Today I read about "Harry Potter & The Cursed Child" opening on Broadway.  Previews start March 2018.  Hopefully it'll be a long run, and if London, England was any indication, anyone wanting tickets better be buying them months in advance.  The same has been happening to the musical "Hamilton" over the last couple of years - tickets are sold out half a year in advance.  Unfortunately I won't be buying tickets.  I don't know what I'll be doing or where I'll be - I can't fathom planning anything that far out.

I get envious of friends who tell me about their vacation plans.  Especially the ones who take months or years to plan for the big once-in-a-lifetime trips.  Or booking fabulous cruises a year in advance to get the best deals.

Don't get me wrong, I do think about things.  Sometimes I think about how I would celebrate milestone birthdays or anniversaries.  And like all parents I picture my children graduating from high school or university.  Of them getting married and having children of their own.

But I wouldn't DO any actual planning...

I hate not being able to plan anything.

I hate not being able to plan for the future.

I live day to day.  Week to week.  Right now the only things I'm planning for are these endless hospital visits & doctors' appointments - until when?   I keep telling myself it's good that I'm still here.   That it's good I've made it another month.  That I can still be treated.  That there's still something to keep me alive.  But I don't just want to be alive.  I want to LIVE.

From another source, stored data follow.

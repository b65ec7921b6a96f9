//! # Legacy Packets
//!
//! Packets in the layout of the previous protocol generation, for the kinds whose
//! layout differs from the canonical one. Everything else is shared and uses the
//! canonical structures in [`crate::packets`].

pub mod actor;
pub mod adventure;
pub mod start_game;

pub use actor::{LegacyAddActorPacket, LegacyAddPlayerPacket};
pub use adventure::AdventureSettingsPacket;
pub use start_game::{LegacyLevelSettings, LegacyStartGamePacket};

use crate::context::SerializerContext;
use crate::info::PacketKind;
use crate::packets::{ensure_consumed, read_packet_header, write_packet_header};
use bytes::{Bytes, BytesMut};
use protobridge_core::{BridgeError, Result};

#[derive(Debug, Clone, PartialEq)]
pub enum LegacyPacket {
    AddActor(Box<LegacyAddActorPacket>),
    AddPlayer(Box<LegacyAddPlayerPacket>),
    AdventureSettings(AdventureSettingsPacket),
    StartGame(Box<LegacyStartGamePacket>),
}

impl LegacyPacket {
    pub fn kind(&self) -> PacketKind {
        match self {
            Self::AddActor(_) => PacketKind::AddActor,
            Self::AddPlayer(_) => PacketKind::AddPlayer,
            Self::AdventureSettings(_) => PacketKind::AdventureSettings,
            Self::StartGame(_) => PacketKind::StartGame,
        }
    }

    /// Write header and body in the legacy layout
    pub fn encode(&self, buf: &mut BytesMut, context: &SerializerContext) -> Result<()> {
        write_packet_header(buf, self.kind().id());
        match self {
            Self::AddActor(p) => p.write(buf),
            Self::AddPlayer(p) => p.write(buf, context)?,
            Self::AdventureSettings(p) => p.write(buf),
            Self::StartGame(p) => p.write_body(buf),
        }
        Ok(())
    }

    /// Decode one packet (header and body) in the legacy layout
    pub fn decode(mut buf: Bytes, context: &SerializerContext) -> Result<Self> {
        let id = read_packet_header(&mut buf)?;
        let packet = match PacketKind::from_id(id) {
            Some(PacketKind::AddActor) => Self::AddActor(Box::new(LegacyAddActorPacket::read(&mut buf)?)),
            Some(PacketKind::AddPlayer) => Self::AddPlayer(Box::new(LegacyAddPlayerPacket::read(&mut buf, context)?)),
            Some(PacketKind::AdventureSettings) => Self::AdventureSettings(AdventureSettingsPacket::read(&mut buf)?),
            Some(PacketKind::StartGame) => Self::StartGame(Box::new(LegacyStartGamePacket::read_body(&mut buf)?)),
            _ => {
                return Err(BridgeError::Protocol(format!(
                    "Packet 0x{:02x} has no legacy-specific layout",
                    id
                )))
            }
        };
        ensure_consumed(&buf, id)?;
        Ok(packet)
    }
}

I may get judged for not being grateful and for not appreciating what I already have; that there are so many people sicker and worse off than I, and what they would give to trade places with me.  I know all this.  I really do.  I tell myself this everyday.  I see what a wonderful life I have everyday.  But today...I want to see a future.

Y.C.

P.S.  I have to give credit to Uncle Pepe for the title "The Future Is Now".  He used to have a T-shirt that the Big Oh made fun of all the time.  I couldn't think of a title for this blog - and then this just popped in my head (I don't know why but it made me laugh).